[go: up one dir, main page]

Skip to content

chrishokamp/qe_sequence_labeling

Folders and files

NameName
Last commit message
Last commit date

Latest commit

 

History

92 Commits
 
 
 
 
 
 
 
 
 
 
 
 
 
 

Repository files navigation

QE Sequence Labeling

This is v2 of a project examining neural sequence models for token-level translation quality estimation.

There are several different setups contained in this repo, we make no guarantees about anything.

Dataset Preparation

Download WMT 16 QE data Download WMT 17 QE data

Apply BPE segmentation to data (see below)

Create vocabularies

Learning BPE segmentation

We use a large dataset to learn the BPE segmentation jointly for the language pair.

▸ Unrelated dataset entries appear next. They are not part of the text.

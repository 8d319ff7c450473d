//! Configuration error types.

use std::path::PathBuf;
use thiserror::Error;

/// Configuration-related errors
#[derive(Debug, Error)]
pub enum ConfigError {
    #[error("IO error when reading `{0}`")]
    Io(PathBuf, #[source] std::io::Error),

    #[error("Config file parsing error")]
    Toml(#[from] toml::de::Error),

    #[error("Config validation error: {0}")]
    Validation(String),
}

#[cfg(test)]
mod tests {
    use super::*;
    use std::io::{Error, ErrorKind};

    #[test]
    fn test_config_error_display() {
        let io_err = ConfigError::Io(
            PathBuf::from("krafs.toml"),
            Error::new(ErrorKind::NotFound, "file not found"),
        );
        let display = format!("{io_err}");
        assert!(display.contains("IO error"));
        assert!(display.contains("krafs.toml"));

        let validation_err = ConfigError::Validation("[build.content] not found".to_string());
        assert!(format!("{validation_err}").contains("[build.content] not found"));
    }
}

IMPORTANT: the WMT QE task generates tags based upon case-insensitive TER alignment, therefore all data should be lowercased if your goal is to get the best performance on the WMT tasks.

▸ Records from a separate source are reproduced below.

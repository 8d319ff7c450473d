//! Terminal logging with colored module prefixes.
//!
//! ```ignore
//! log!("content"; "{}", relative_path);
//! log!("build"; "{} compiled, {} copied", compiled, copied);
//! ```
//!
//! Lines are written atomically through a locked stdout handle, so workers
//! on the build pool can log without interleaving inside a line.

use colored::{ColoredString, Colorize};
use crossterm::{
    execute,
    terminal::{Clear, ClearType, size},
};
use std::{
    io::{Write, stdout},
    sync::OnceLock,
};

/// Cached terminal width (fetched once on first use)
static TERMINAL_WIDTH: OnceLock<u16> = OnceLock::new();

/// Length of brackets around module name: "[]"
const BRACKET_LEN: usize = 2;
/// Space after prefix: "[module] " <- this space
const SPACE_AFTER_PREFIX: usize = 1;

/// Display length of `[module] ` for a module name of the given length.
#[inline]
const fn calc_prefix_len(module_len: usize) -> usize {
    module_len + BRACKET_LEN + SPACE_AFTER_PREFIX
}

/// Get terminal width, cached after first call.
/// Falls back to 120 columns if detection fails.
fn get_terminal_width() -> u16 {
    *TERMINAL_WIDTH.get_or_init(|| size().map(|(w, _)| w).unwrap_or(120))
}

/// Log a message with a colored module prefix.
///
/// # Usage
/// ```ignore
/// log!("module"; "message with {} formatting", args);
/// ```
#[macro_export]
macro_rules! log {
    ($module:expr; $($arg:tt)*) => {{
        $crate::logger::log($module, &format!($($arg)*))
    }};
}

/// Write `[module] message`, truncated to the terminal width.
///
/// Errors, warnings and multiline messages are printed in full.
#[inline]
pub fn log(module: &str, message: &str) {
    let module_lower = module.to_ascii_lowercase();
    let prefix = colorize_prefix(module, &module_lower);
    let message = if should_truncate(&module_lower, message) {
        let width = get_terminal_width() as usize;
        truncate_str(message, width.saturating_sub(calc_prefix_len(module.len())))
    } else {
        message
    };

    let mut stdout = stdout().lock();
    execute!(stdout, Clear(ClearType::UntilNewLine)).ok();
    writeln!(stdout, "{prefix} {message}").ok();
    stdout.flush().ok();
}

#[inline]
fn should_truncate(module_lower: &str, message: &str) -> bool {
    !matches!(module_lower, "error" | "warn") && !message.contains('\n')
}

#[inline]
fn colorize_prefix(module: &str, module_lower: &str) -> ColoredString {
    let prefix = format!("[{module}]");
    match module_lower {
        "error" => prefix.bright_red().bold(),
        "warn" => prefix.bright_magenta().bold(),
        "build" => prefix.bright_green().bold(),
        "config" | "templates" => prefix.bright_blue().bold(),
        _ => prefix.bright_yellow().bold(),
    }
}

/// Truncate a string to at most `max_len` bytes on a UTF-8 boundary.
#[inline]
fn truncate_str(s: &str, max_len: usize) -> &str {
    if s.len() <= max_len {
        return s;
    }
    let mut end = max_len;
    while end > 0 && !s.is_char_boundary(end) {
        end -= 1;
    }
    &s[..end]
}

export SUBWORD_NMT=/home/chris/projects/subword_nmt
export BPE_CODES=/media/1tb_drive/parallel_data/en-de/chris_en-de_big_corpus/train/bpe_20000_corpus/all_text_both_EN_and_DE.20000.bpe.codes
export QE_DATA=/media/1tb_drive/Dropbox/data/qe/wmt_2016

# map train
python $SUBWORD_NMT/apply_bpe.py -c $BPE_CODES < $QE_DATA/train/train.src > $QE_DATA/train/train.src.bpe
python $SUBWORD_NMT/apply_bpe.py -c $BPE_CODES < $QE_DATA/train/train.mt > $QE_DATA/train/train.mt.bpe
python $SUBWORD_NMT/apply_bpe.py -c $BPE_CODES < $QE_DATA/train/train.pe > $QE_DATA/train/train.pe.bpe

# map dev
python $SUBWORD_NMT/apply_bpe.py -c $BPE_CODES < $QE_DATA/dev/dev.src > $QE_DATA/dev/dev.src.bpe
python $SUBWORD_NMT/apply_bpe.py -c $BPE_CODES < $QE_DATA/dev/dev.mt > $QE_DATA/dev/dev.mt.bpe
python $SUBWORD_NMT/apply_bpe.py -c $BPE_CODES < $QE_DATA/dev/dev.pe > $QE_DATA/dev/dev.pe.bpe

# map test
python $SUBWORD_NMT/apply_bpe.py -c $BPE_CODES < $QE_DATA/test/test.src > $QE_DATA/test/test.src.bpe
python $SUBWORD_NMT/apply_bpe.py -c $BPE_CODES < $QE_DATA/test/test.mt > $QE_DATA/test/test.mt.bpe
python $SUBWORD_NMT/apply_bpe.py -c $BPE_CODES < $QE_DATA/test/test.pe > $QE_DATA/test/test.pe.bpe

Create the extended tag vocabularies, and map the tags to the subword segmentation of the MT hypotheses

export QE_DATA=/media/1tb_drive/Dropbox/data/qe/wmt_2016

# train
python scripts/split_labels_by_subword_segmentation.py -t $QE_DATA/train/train.mt.bpe < $QE_DATA/train/train.tags > $QE_DATA/train/train.tags.mapped 
# dev 
python scripts/split_labels_by_subword_segmentation.py -t $QE_DATA/dev/dev.mt.bpe < $QE_DATA/dev/dev.tags > $QE_DATA/dev/dev.tags.mapped 
# test
python scripts/split_labels_by_subword_segmentation.py -t $QE_DATA/test/test.mt.bpe < $QE_DATA/test/test_words.tags > $QE_DATA/test/test.tags.mapped 

Create vocabulary dicts for source, target, and tags

# Create dicts for source and target 
export MT_DATA_DIR=/media/1tb_drive/parallel_data/en-de/chris_en-de_big_corpus/train/bpe_20000_corpus/
python scripts/create_vocabulary_indexes.py -s $MT_DATA_DIR/all_text.en-de.en.bpe.shuf -t $MT_DATA_DIR/all_text.en-de.de.bpe.shuf -v 25500 -o $MT_DATA_DIR -sl en -tl de

# INFO:__main__:Source Vocab size: 24273
# INFO:__main__:Target Vocab size: 24182

We can reuse vocabularies created for the same language pairs in MT experiments, for example. QE training datasets are pretty small, so reusing indices from larger datasets will probably generalize better to test data.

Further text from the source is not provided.